The Velvets are booked to perform a residency at the Los Angeles club The Trip, May 3-18. It is their first trip West and it is a disaster. The Mothers of Invention are the support act and Frank Zappa immediately started putting them down on stage.
The club is closed by the police on the third night. They are being accused of putting on a pornographic exhibition:
"Gerard and Mary acted out our sexual S & M rituals - he licked her boot, she made a show of whippping him - and Gerard panotmimed injecting a drug with a huge toy syringe, but that's all it was: an act. However, the police said that their dances were pornographic, and Lou's lyrics were pornographic. Gimme a break!"
Singer Cher went on record about the show with a snide remark that still haunts her until this day:
"It depressed me. It will replace nothing - except maybe suicide."
The Music Union states that if the band would stick around for their cancelled gigs, they have to be paid by the venue. They are checked into the Castle by Andy Warhol, "a mock-medieval structure in Griffiths Park that rented for $500 a week".
The Velvets record tracks for their first album The Velvet Underground & Nico at T.T & G. Studios, Los Angeles, May 1966. Left to right: Sterling Morrison, Nico, John Cale and Lou Reed.
"You gotta laugh when you think the Banana Album was done in a studio where the floorboards were up... they were building it. We had holes in the floor, you had to step around them and be careful. We'd have the viola and the bass going into one Silvertone amp and the guitar and voice going into another."
Short silent movie directed by Rosalind Stevenson. Features Cale, Sterling Morrison and Loue Reed rehearsing at her apartment.
In June the Velvets play a week long residency at the Poor Richard's club in Chicago without Lou Reed (hepatitis) and Nico (off to Ibiza).
Cale handles the vocals, the first time he sings lead. Maureen Tucker plays bass. Sterling Morrison sticks to his guitar and Angus MacLise returns for this occasion to play drums.
"In Chicago, I was singing lead because Lou had hepatitis, no one knew the difference. We turned our faces to the wall and turned up very loud. Paul Morrisey (later the director of Trash) and Danny Williams had different visions of what the light show should be like and one night I looked up to see them fighting, hitting each other in the middle of a song. Danny Williams just disappeared. They found his clothes by the side of a river, with his car nearby... the whole thing. He used to carry this strobe around with him all the time and no one could figure out why till we found out he kept his amphetamine in it."
Initially booked for June 21-26, the band continues to play there until July 3.
This track can be found on the Hiroshima edition of The East Village Other Music Newspaper, an 'electric newspaper' album. It was recorded on August 6.
The Velvets perform in the background of an interview with Lucy Johnson, daughter of US president Lyndon Johnson, on her wedding day.

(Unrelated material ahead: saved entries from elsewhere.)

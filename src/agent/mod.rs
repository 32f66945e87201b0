//! Assembled agents: persona, rules and a tool registry bound to
//! capabilities.

pub mod loader;

pub use loader::AgentLoader;

use serde_json::Value;
use std::fmt::{self, Write};
use std::path::{Path, PathBuf};
use std::sync::Arc;

use crate::definitions::ToolSpecification;
use crate::document::DocumentValue;
use crate::error::CapabilityError;
use crate::tools::registry::run_capability;
use crate::tools::{ArgumentBag, Capability};

/// One tool an agent declares. The implementation is absent when the
/// capability registry had nothing bound under the tool's name.
#[derive(Clone)]
pub struct ToolEntry {
    pub name: String,
    pub spec: ToolSpecification,
    pub source: PathBuf,
    implementation: Option<Arc<dyn Capability>>,
}

impl ToolEntry {
    pub fn new(
        spec: ToolSpecification,
        source: PathBuf,
        implementation: Option<Arc<dyn Capability>>,
    ) -> Self {
        Self {
            name: spec.name.clone(),
            spec,
            source,
            implementation,
        }
    }

    pub fn is_bound(&self) -> bool {
        self.implementation.is_some()
    }

    pub fn implementation(&self) -> Option<&Arc<dyn Capability>> {
        self.implementation.as_ref()
    }
}

impl fmt::Debug for ToolEntry {
    fn fmt(&self, f: &mut fmt::Formatter<'_>) -> fmt::Result {
        f.debug_struct("ToolEntry")
            .field("name", &self.name)
            .field("source", &self.source)
            .field("bound", &self.is_bound())
            .finish()
    }
}

/// Non-fatal conditions met while loading.
#[derive(Debug, Clone, PartialEq, Eq)]
pub enum LoadWarning {
    /// No capability of this name exists in the registry.
    UnregisteredTool { name: String },
    /// The name is registered but has no implementation bound.
    UnboundTool { name: String },
    /// The tool document has no `name`; its file stem was used.
    UnnamedTool { path: PathBuf, name: String },
}

impl fmt::Display for LoadWarning {
    fn fmt(&self, f: &mut fmt::Formatter<'_>) -> fmt::Result {
        match self {
            LoadWarning::UnregisteredTool { name } => {
                write!(f, "tool '{name}' has no registered implementation")
            }
            LoadWarning::UnboundTool { name } => {
                write!(f, "tool '{name}' is registered but not bound in this environment")
            }
            LoadWarning::UnnamedTool { path, name } => {
                write!(f, "{} declares no name; using '{name}'", path.display())
            }
        }
    }
}

#[derive(Debug, Clone)]
pub struct Agent {
    pub(crate) name: String,
    pub(crate) description: Option<String>,
    pub(crate) persona: Option<DocumentValue>,
    pub(crate) prompt: String,
    pub(crate) rules: Vec<String>,
    pub(crate) tools: Vec<ToolEntry>,
    pub(crate) warnings: Vec<LoadWarning>,
    pub(crate) source: PathBuf,
}

impl Agent {
    pub fn name(&self) -> &str {
        &self.name
    }

    pub fn description(&self) -> Option<&str> {
        self.description.as_deref()
    }

    pub fn persona(&self) -> Option<&DocumentValue> {
        self.persona.as_ref()
    }

    /// The persona's `role` field, if the persona has one.
    pub fn persona_role(&self) -> Option<&str> {
        self.persona.as_ref()?.pointer("role")?.as_str()
    }

    /// Combined `prompt` text of all prompt imports.
    pub fn prompt(&self) -> &str {
        &self.prompt
    }

    pub fn rules(&self) -> &[String] {
        &self.rules
    }

    pub fn tools(&self) -> &[ToolEntry] {
        &self.tools
    }

    pub fn tool(&self, name: &str) -> Option<&ToolEntry> {
        self.tools.iter().find(|entry| entry.name == name)
    }

    pub fn warnings(&self) -> &[LoadWarning] {
        &self.warnings
    }

    pub fn source(&self) -> &Path {
        &self.source
    }

    /// Invoke one of this agent's tools. Failures come back as values.
    pub fn invoke(&self, name: &str, args: &ArgumentBag) -> Result<Value, CapabilityError> {
        let entry = self.tool(name).ok_or_else(|| CapabilityError::NotFound {
            name: name.to_string(),
        })?;
        let capability = entry
            .implementation()
            .ok_or_else(|| CapabilityError::NotBound {
                name: name.to_string(),
            })?;

        run_capability(name, capability.as_ref(), args)
    }

    pub fn preview(&self) -> String {
        let mut out = String::new();
        let _ = writeln!(out, "Agent: {}", self.name);
        if let Some(description) = &self.description {
            let _ = writeln!(out, "Description: {description}");
        }
        if let Some(role) = self.persona_role() {
            let _ = writeln!(out, "Persona: {role}");
        }
        let _ = writeln!(out, "Rules: {}", self.rules.len());
        let _ = writeln!(out, "Tools: {}", self.tools.len());
        for entry in &self.tools {
            let status = if entry.is_bound() { "bound" } else { "unbound" };
            let _ = writeln!(out, "  - {} [{status}]", entry.name);
        }
        out
    }
}

#[cfg(test)]
mod tests {
    use super::*;
    use crate::document::{DocumentParser, Mapping};

    fn entry(name: &str, implementation: Option<Arc<dyn Capability>>) -> ToolEntry {
        let doc = DocumentParser::fallback()
            .parse_mapping(&format!("name: {name}\n"))
            .unwrap();
        ToolEntry::new(
            ToolSpecification::from_document(doc, Path::new("tool.yaml")),
            PathBuf::from("tool.yaml"),
            implementation,
        )
    }

    fn agent(tools: Vec<ToolEntry>) -> Agent {
        let mut persona = Mapping::new();
        persona.insert("role", DocumentValue::scalar("Senior engineer"));
        Agent {
            name: "coder".to_string(),
            description: Some("Writes code".to_string()),
            persona: Some(persona.into()),
            prompt: String::new(),
            rules: vec!["be kind".to_string()],
            tools,
            warnings: Vec::new(),
            source: PathBuf::from("role/coder/role.yaml"),
        }
    }

    #[test]
    fn test_preview_lists_binding_state() {
        let stub = crate::tools::stubs::canned_capabilities().remove(0);
        let agent = agent(vec![entry("delete_file", Some(Arc::new(stub))), entry("ghost", None)]);

        let preview = agent.preview();
        assert!(preview.contains("Agent: coder"));
        assert!(preview.contains("Persona: Senior engineer"));
        assert!(preview.contains("Rules: 1"));
        assert!(preview.contains("Tools: 2"));
        assert!(preview.contains("  - delete_file [bound]"));
        assert!(preview.contains("  - ghost [unbound]"));
    }

    #[test]
    fn test_invoke_distinguishes_missing_and_unbound() {
        let agent = agent(vec![entry("ghost", None)]);

        assert_eq!(
            agent.invoke("ghost", &ArgumentBag::empty()),
            Err(CapabilityError::NotBound {
                name: "ghost".to_string()
            })
        );
        assert_eq!(
            agent.invoke("nonexistent_tool", &ArgumentBag::empty()),
            Err(CapabilityError::NotFound {
                name: "nonexistent_tool".to_string()
            })
        );
    }
}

This instrumental track, composed and played by Cale and credited to The Velvet Underground, is issued on a flexi-disc with issue number 3 (The Pop Art issue) of Aspen magazine. The label says "Guitar and feedback", "First half of a 15-minute recording made with two monaural tape recorders" and "Final groove purposely left open". On the A-side of the flexi-disc is White Wind, a composition by Peter Walker.
"On the electronic front, there's the free-wheeling manipulation of dials in control rooms; sub-sonic sounds that you feel, not hear; machine noises; feedback; tape echo; anything!"
Aspen was a multimedia magazine that came in a box. It was published on an irregular schedule by business woman Phyllis Johnson. Despite its name the magazine was based in New York. Cale would contribute five poems and a short story to no. 9 (The Psychedelic issue) in 1971.